Giant aneurysms have lower rate of regression, higher risks of stenosis, and strongest association with myocardial infarction.
Always keep Kawasaki disease in the back of your mind when you do imaging for symptoms of ischemic heart disease in a child.
Case 10.4
HISTORY: A 50-year-old asymptomatic adult with mid-systolic murmur that alters with position
FINDINGS: Figures 10.4.1A, B show an ovoid hypodense mass with well-defined, slightly lobulated margin and mild contrast enhancement in the left atrium, adjacent to the interatrial septum.
DIAGNOSIS: Cardiac myxoma
DISCUSSION: Cardiac myxomas are the most frequent primary benign tumors of the heart. There is slight female predominance (5:4), and they usually occur between the age of 30 and 60 years. Patients may present with symptoms of mitral valve obstruction (cardiac failure or malaise), central embolism, and constitutional symptoms (fever, weight loss, or symptoms resembling connective tissue disorder owing to cytokine secretion) (5).

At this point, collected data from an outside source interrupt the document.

//! Upload options
//!
//! [`PutObjectOptions`] carries everything a caller can say about an upload:
//! object headers, object-lock settings, transfer tuning and the vendor
//! extensions for in-place updates. [`PutObjectOptions::validate`] runs before
//! any network call and [`PutObjectOptions::headers`] renders the options as
//! request headers.

use super::UploadError;
use chrono::{DateTime, SecondsFormat, Utc};
use percent_encoding::utf8_percent_encode;
use reqwest::header::{HeaderMap, HeaderName, HeaderValue};
use std::collections::BTreeMap;

use crate::s3::URI_UNRESERVED;

// ============================================================================
// Header names
// ============================================================================

const DEFAULT_CONTENT_TYPE: &str = "application/octet-stream";
const META_PREFIX: &str = "x-amz-meta-";

pub const PARTIAL_UPDATE_MODE_HEADER: &str = "x-minio-partial-update-mode";
pub const PARTIAL_UPDATE_OFFSET_HEADER: &str = "x-minio-partial-update-offset";
pub const MERGE_MULTIPART_HEADER: &str = "x-minio-merge-multipart";
pub const ENGINE_POOL_HEADER: &str = "x-minio-preferred-engine-pool";
pub const SNOWBALL_EXTRACT_HEADER: &str = "x-amz-meta-snowball-auto-extract";
pub const SNOWBALL_IGNORE_DIRS_HEADER: &str = "x-amz-meta-minio-snowball-ignore-dirs";
pub const SNOWBALL_UPDATE_MTIME_HEADER: &str = "x-amz-meta-minio-snowball-update-mtime";

/// Headers that already have a dedicated option and must not be set through
/// user metadata.
const STANDARD_HEADERS: &[&str] = &[
    "content-type",
    "content-encoding",
    "content-disposition",
    "content-language",
    "cache-control",
    "expires",
    "x-amz-website-redirect-location",
    "x-amz-object-lock-mode",
    "x-amz-object-lock-retain-until-date",
    "x-amz-object-lock-legal-hold",
    "x-amz-tagging",
    "x-amz-replication-status",
];

const STORAGE_CLASS_HEADER: &str = "x-amz-storage-class";

// ============================================================================
// Option types
// ============================================================================

/// Object-lock retention mode
#[derive(Debug, Clone, Copy, PartialEq, Eq)]
pub enum RetentionMode {
    Governance,
    Compliance,
}

impl RetentionMode {
    pub fn as_str(&self) -> &'static str {
        match self {
            Self::Governance => "GOVERNANCE",
            Self::Compliance => "COMPLIANCE",
        }
    }
}

/// Object-lock legal hold
#[derive(Debug, Clone, Copy, PartialEq, Eq)]
pub enum LegalHoldStatus {
    On,
    Off,
}

impl LegalHoldStatus {
    pub fn as_str(&self) -> &'static str {
        match self {
            Self::On => "ON",
            Self::Off => "OFF",
        }
    }
}

/// How a partial update applies its bytes to the existing object
#[derive(Debug, Clone, Copy, PartialEq, Eq)]
pub enum PartialUpdateMode {
    Insert,
    Replace,
}

impl PartialUpdateMode {
    pub fn as_str(&self) -> &'static str {
        match self {
            Self::Insert => "insert",
            Self::Replace => "replace",
        }
    }
}

/// In-place update of an existing object; an offset of -1 means the end
#[derive(Debug, Clone, Copy, PartialEq, Eq)]
pub struct PartialUpdate {
    pub mode: PartialUpdateMode,
    pub offset: i64,
}

/// Storage engine pool hint
#[derive(Debug, Clone, Copy, PartialEq, Eq)]
pub enum EnginePool {
    Hdd,
    Ssd,
}

impl EnginePool {
    pub fn as_str(&self) -> &'static str {
        match self {
            Self::Hdd => "HDD",
            Self::Ssd => "SSD",
        }
    }
}

/// Options for a single put
#[derive(Debug, Clone, Default)]
pub struct PutObjectOptions {
    pub user_metadata: BTreeMap<String, String>,
    pub user_tags: BTreeMap<String, String>,
    pub content_type: Option<String>,
    pub content_encoding: Option<String>,
    pub content_disposition: Option<String>,
    pub content_language: Option<String>,
    pub cache_control: Option<String>,
    pub expires: Option<DateTime<Utc>>,
    pub retention_mode: Option<RetentionMode>,
    pub retain_until_date: Option<DateTime<Utc>>,
    pub legal_hold: Option<LegalHoldStatus>,
    /// Pre-rendered server-side encryption headers
    pub encryption_headers: Vec<(String, String)>,
    pub storage_class: Option<String>,
    pub website_redirect_location: Option<String>,

    /// Worker count for parallel part uploads; 0 uses the default
    pub num_threads: usize,
    /// Requested part size; 0 uses the default
    pub part_size: u64,
    pub send_content_md5: bool,
    pub disable_content_sha256: bool,
    pub disable_multipart: bool,
    pub concurrent_stream_parts: bool,

    pub merge_multipart: bool,
    pub partial_update: Option<PartialUpdate>,
    pub append_mode: bool,
    pub preferred_engine_pool: Option<EnginePool>,
    pub snowball_extract: bool,
    pub snowball_ignore_dirs: bool,
    pub snowball_update_mtime: bool,

    /// Sent as `If-Match`; quoted on render unless already quoted
    pub match_etag: Option<String>,
    /// Sent as `If-None-Match`; `*` means "only if absent"
    pub match_etag_except: Option<String>,
}

/// Worker count used when `num_threads` is left at zero
pub const DEFAULT_NUM_THREADS: usize = 4;

impl PutObjectOptions {
    /// Only write if the current object has this ETag
    pub fn set_match_etag(&mut self, etag: &str) {
        self.match_etag = Some(etag.to_string());
    }

    /// Only write if the current object does not have this ETag; `*` means
    /// "only if absent"
    pub fn set_match_etag_except(&mut self, etag: &str) {
        self.match_etag_except = Some(etag.to_string());
    }

    /// Effective worker count
    pub fn workers(&self) -> usize {
        if self.num_threads == 0 {
            DEFAULT_NUM_THREADS
        } else {
            self.num_threads
        }
    }

    /// Whether parts should be uploaded concurrently
    pub fn is_parallel(&self) -> bool {
        self.concurrent_stream_parts && self.workers() > 1
    }

    /// Check option combinations and header names before any network call
    pub fn validate(&self) -> Result<(), UploadError> {
        if self.append_mode && self.partial_update.is_some() {
            return Err(UploadError::Validation(
                "append mode and partial update cannot be combined".into(),
            ));
        }

        let updates_in_place = self.append_mode || self.partial_update.is_some();
        if updates_in_place && !self.disable_multipart {
            return Err(UploadError::Validation(
                "append and partial update require multipart to be disabled".into(),
            ));
        }
        if updates_in_place && self.preferred_engine_pool.is_some() {
            return Err(UploadError::Validation(
                "engine pool preference cannot be combined with append or partial update".into(),
            ));
        }
        if self.retain_until_date.is_some() != self.retention_mode.is_some() {
            return Err(UploadError::Validation(
                "retention mode and retain-until date must be set together".into(),
            ));
        }

        for (name, value) in &self.user_metadata {
            check_metadata_name(name)?;
            HeaderValue::from_str(value).map_err(|_| {
                UploadError::Validation(format!("invalid value for metadata {:?}", name))
            })?;
        }
        Ok(())
    }

    /// Effective partial update, with append mode expressed as an insert at the end
    pub fn effective_partial_update(&self) -> Option<PartialUpdate> {
        if self.append_mode {
            Some(PartialUpdate {
                mode: PartialUpdateMode::Insert,
                offset: -1,
            })
        } else {
            self.partial_update
        }
    }

    /// Render the options as request headers
    pub fn headers(&self) -> Result<HeaderMap, UploadError> {
        let mut headers = HeaderMap::new();

        let content_type = self
            .content_type
            .as_deref()
            .unwrap_or(DEFAULT_CONTENT_TYPE);
        insert(&mut headers, "content-type", content_type)?;

        let optional = [
            ("content-encoding", self.content_encoding.as_deref()),
            ("content-disposition", self.content_disposition.as_deref()),
            ("content-language", self.content_language.as_deref()),
            ("cache-control", self.cache_control.as_deref()),
            (STORAGE_CLASS_HEADER, self.storage_class.as_deref()),
            (
                "x-amz-website-redirect-location",
                self.website_redirect_location.as_deref(),
            ),
        ];
        for (name, value) in optional {
            if let Some(value) = value {
                insert(&mut headers, name, value)?;
            }
        }

        if let Some(expires) = self.expires {
            insert(&mut headers, "expires", &expires.to_rfc2822())?;
        }
        if let Some(mode) = self.retention_mode {
            insert(&mut headers, "x-amz-object-lock-mode", mode.as_str())?;
        }
        if let Some(until) = self.retain_until_date {
            insert(
                &mut headers,
                "x-amz-object-lock-retain-until-date",
                &until.to_rfc3339_opts(SecondsFormat::Secs, true),
            )?;
        }
        if let Some(hold) = self.legal_hold {
            insert(&mut headers, "x-amz-object-lock-legal-hold", hold.as_str())?;
        }

        for (name, value) in &self.encryption_headers {
            insert(&mut headers, name, value)?;
        }

        if !self.user_tags.is_empty() {
            insert(&mut headers, "x-amz-tagging", &encode_tags(&self.user_tags))?;
        }

        if let Some(update) = self.effective_partial_update() {
            insert(&mut headers, PARTIAL_UPDATE_MODE_HEADER, update.mode.as_str())?;
            insert(
                &mut headers,
                PARTIAL_UPDATE_OFFSET_HEADER,
                &update.offset.to_string(),
            )?;
        }
        if self.merge_multipart {
            insert(&mut headers, MERGE_MULTIPART_HEADER, "true")?;
        }
        if let Some(pool) = self.preferred_engine_pool {
            insert(&mut headers, ENGINE_POOL_HEADER, pool.as_str())?;
        }
        if self.snowball_extract {
            insert(&mut headers, SNOWBALL_EXTRACT_HEADER, "true")?;
        }
        if self.snowball_ignore_dirs {
            insert(&mut headers, SNOWBALL_IGNORE_DIRS_HEADER, "true")?;
        }
        if self.snowball_update_mtime {
            insert(&mut headers, SNOWBALL_UPDATE_MTIME_HEADER, "true")?;
        }

        for (name, value) in &self.user_metadata {
            let lower = name.to_ascii_lowercase();
            if lower.starts_with("x-amz-") {
                insert(&mut headers, &lower, value)?;
            } else {
                insert(&mut headers, &format!("{}{}", META_PREFIX, lower), value)?;
            }
        }

        if let Some(etag) = &self.match_etag {
            insert(&mut headers, "if-match", &quote_etag(etag))?;
        }
        if let Some(etag) = &self.match_etag_except {
            insert(&mut headers, "if-none-match", &quote_etag(etag))?;
        }

        Ok(headers)
    }
}

fn insert(headers: &mut HeaderMap, name: &str, value: &str) -> Result<(), UploadError> {
    let name = HeaderName::from_bytes(name.as_bytes())
        .map_err(|_| UploadError::Validation(format!("invalid header name {:?}", name)))?;
    let value = HeaderValue::from_str(value)
        .map_err(|_| UploadError::Validation(format!("invalid value for header {}", name)))?;
    headers.insert(name, value);
    Ok(())
}

fn quote_etag(etag: &str) -> String {
    if etag == "*" || etag.starts_with('"') {
        etag.to_string()
    } else {
        format!("\"{}\"", etag)
    }
}

/// `k1=v1&k2=v2`, both sides percent-encoded
pub fn encode_tags(tags: &BTreeMap<String, String>) -> String {
    tags.iter()
        .map(|(k, v)| {
            format!(
                "{}={}",
                utf8_percent_encode(k, URI_UNRESERVED),
                utf8_percent_encode(v, URI_UNRESERVED)
            )
        })
        .collect::<Vec<_>>()
        .join("&")
}

/// Reject metadata names that are not valid header names or that collide with
/// headers owned by other options.
fn check_metadata_name(name: &str) -> Result<(), UploadError> {
    if name.is_empty() || HeaderName::from_bytes(name.as_bytes()).is_err() {
        return Err(UploadError::Validation(format!(
            "invalid metadata name {:?}",
            name
        )));
    }

    let lower = name.to_ascii_lowercase();
    let bare = lower.strip_prefix(META_PREFIX).unwrap_or(&lower);

    if STANDARD_HEADERS.contains(&bare) {
        return Err(UploadError::Validation(format!(
            "metadata name {:?} is a standard header; use the dedicated option",
            name
        )));
    }
    if bare == STORAGE_CLASS_HEADER {
        return Err(UploadError::Validation(
            "storage class must be set through the storage_class option".into(),
        ));
    }
    if is_encryption_header(bare) {
        return Err(UploadError::Validation(format!(
            "metadata name {:?} is reserved for server-side encryption",
            name
        )));
    }
    Ok(())
}

fn is_encryption_header(name: &str) -> bool {
    name.starts_with("x-amz-server-side-encryption")
        || name.starts_with("x-amz-key")
        || name == "x-amz-iv"
        || name == "x-amz-matdesc"
}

Most cardiac myxomas are sporadic but up to 7% of cases are familial. The so-called Carney complex is an autosomal dominant (AD) syndrome, characterized by multiple cardiac myxomas, spotty skin pigmentation, endocrine hyperactivity, and nonmyxomatous extracardiac tumors.

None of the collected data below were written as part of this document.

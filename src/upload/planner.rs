//! Part planning
//!
//! Decides how a source of known or unknown length is split into parts
//! before any network activity happens.

use super::UploadError;

/// Default part size used when the caller does not request one (16 MiB)
pub const MIN_PART_SIZE: u64 = 16 * 1024 * 1024;

/// Largest part (and largest single PUT) the service accepts (5 GiB)
pub const MAX_PART_SIZE: u64 = 5 * 1024 * 1024 * 1024;

/// Largest object a multipart upload may produce (5 TiB)
pub const MAX_OBJECT_SIZE: u64 = 5 * 1024 * 1024 * 1024 * 1024;

/// Maximum number of parts in a single upload
pub const MAX_PARTS: u32 = 10_000;

/// Grown part sizes are rounded up to this boundary (1 MiB)
pub const PART_SIZE_ALIGNMENT: u64 = 1024 * 1024;

/// How a source is divided into parts
///
/// For a known total, `part_size * (part_count - 1) + last_part_size == total_size`.
/// For an unknown total only `part_size` is meaningful.
#[derive(Debug, Clone, Copy, PartialEq, Eq)]
pub struct TransferPlan {
    pub total_size: Option<u64>,
    pub part_size: u64,
    pub part_count: Option<u32>,
    pub last_part_size: Option<u64>,
}

impl TransferPlan {
    /// A one-part plan covering the whole source, used for single PUTs
    pub fn single(total_size: u64) -> Self {
        Self {
            total_size: Some(total_size),
            part_size: total_size,
            part_count: Some(1),
            last_part_size: Some(total_size),
        }
    }

    /// Whether the total length is known up front
    pub fn is_sized(&self) -> bool {
        self.total_size.is_some()
    }

    /// Expected size of the given 1-based part
    pub fn part_size_of(&self, part_number: u32) -> u64 {
        match (self.part_count, self.last_part_size) {
            (Some(count), Some(last)) if part_number == count => last,
            _ => self.part_size,
        }
    }
}

/// Compute the part layout for an upload.
///
/// A zero `requested_part_size` selects [`MIN_PART_SIZE`]. When the requested
/// size would need more than [`MAX_PARTS`] parts, the part size grows to the
/// smallest 1 MiB multiple that fits. A zero-byte source plans one empty part.
pub fn compute_plan(
    total_size: Option<u64>,
    requested_part_size: u64,
) -> Result<TransferPlan, UploadError> {
    if requested_part_size > MAX_PART_SIZE {
        return Err(UploadError::InvalidArgument(format!(
            "part size {} exceeds maximum {}",
            requested_part_size, MAX_PART_SIZE
        )));
    }

    let mut part_size = if requested_part_size == 0 {
        MIN_PART_SIZE
    } else {
        requested_part_size
    };

    let Some(total) = total_size else {
        return Ok(TransferPlan {
            total_size: None,
            part_size,
            part_count: None,
            last_part_size: None,
        });
    };

    if total > MAX_OBJECT_SIZE {
        return Err(UploadError::InvalidArgument(format!(
            "object size {} exceeds maximum {}",
            total, MAX_OBJECT_SIZE
        )));
    }

    let mut part_count = total.div_ceil(part_size).max(1);
    if part_count > u64::from(MAX_PARTS) {
        let minimum = total.div_ceil(u64::from(MAX_PARTS));
        part_size = minimum.div_ceil(PART_SIZE_ALIGNMENT) * PART_SIZE_ALIGNMENT;
        part_count = total.div_ceil(part_size).max(1);
        tracing::debug!(
            total_size = total,
            requested_part_size = requested_part_size,
            part_size = part_size,
            "Grew part size to stay within part limit"
        );
    }

    let last_part_size = total - (part_count - 1) * part_size;

    Ok(TransferPlan {
        total_size: Some(total),
        part_size,
        // bounded by MAX_PARTS above
        part_count: Some(part_count as u32),
        last_part_size: Some(last_part_size),
    })
}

Cardiac myxomas are commonly located in the left atrium (75%-80%) and usually arise from the fossa ovalis region of interatrial septum. The tumors are often gelatinous in appearance owing to the abundance of myxoid matrix. They could either be broadly based or have a narrow stalk (pedunculated).
On CT scan, myxomas are usually well-defined, smooth or lobulated, intracavitary cardiac masses and typically contain calcifications. They are usually of lower density than the myocardium and show heterogeneous contrast enhancement. Sometimes cardiac myxomas may mimic thrombi.
On MRI, myxomas are generally isointense with the myocardium in T1-weighted and hyperintense in T2-weighted images (Fig. 10.4.2). They might show areas of low-signal intensity on T2-weighted images owing to intralesional calcifications or hemosiderin.
Post-gadolinium, the lesion often show heterogeneous enhancement (Fig. 10.4.3). Most often they are in the left atrium where they often have round, smooth contours (Fig. 10.4.2). Less commonly myxoma may present as a right atrial mass, which is more likely to be lobulated (Fig. 10.4.3).
Aunt Minnie’s Pearls
Multiple myxomas + Spotty skin pigmentation + endocrine hyperactivity + nonmyxomatous extracardiac tumors = Carney complex (AD).
Myxoma may mimic thrombus. Lack of contrast enhancement makes thrombus more likely, especially given the low incidence of primary cardiac tumors.
Case 10.5
HISTORY: A 70-year-old female with chest pain, acute onset of hypotension and pulmonary edema
FINDINGS: Axial and reformatted coronal cardiac CT images (Figs. 10.5.1A, B, arrow) show a nodular mass in the left ventricle. It shows similar (although slightly lower) attenuation to the myocardium and is better demonstrated with a reconstructed oblique coronal MinIP (minimum intensity projection) image (Fig. 10.5.2, arrow). By careful examination of the cardiac anatomy, one can easily identify it as a disrupted posteromedial papillary muscle that is now contracted. The normal anterior lateral papillary muscle is demonstrated in the axial image (Fig. 10.5.3).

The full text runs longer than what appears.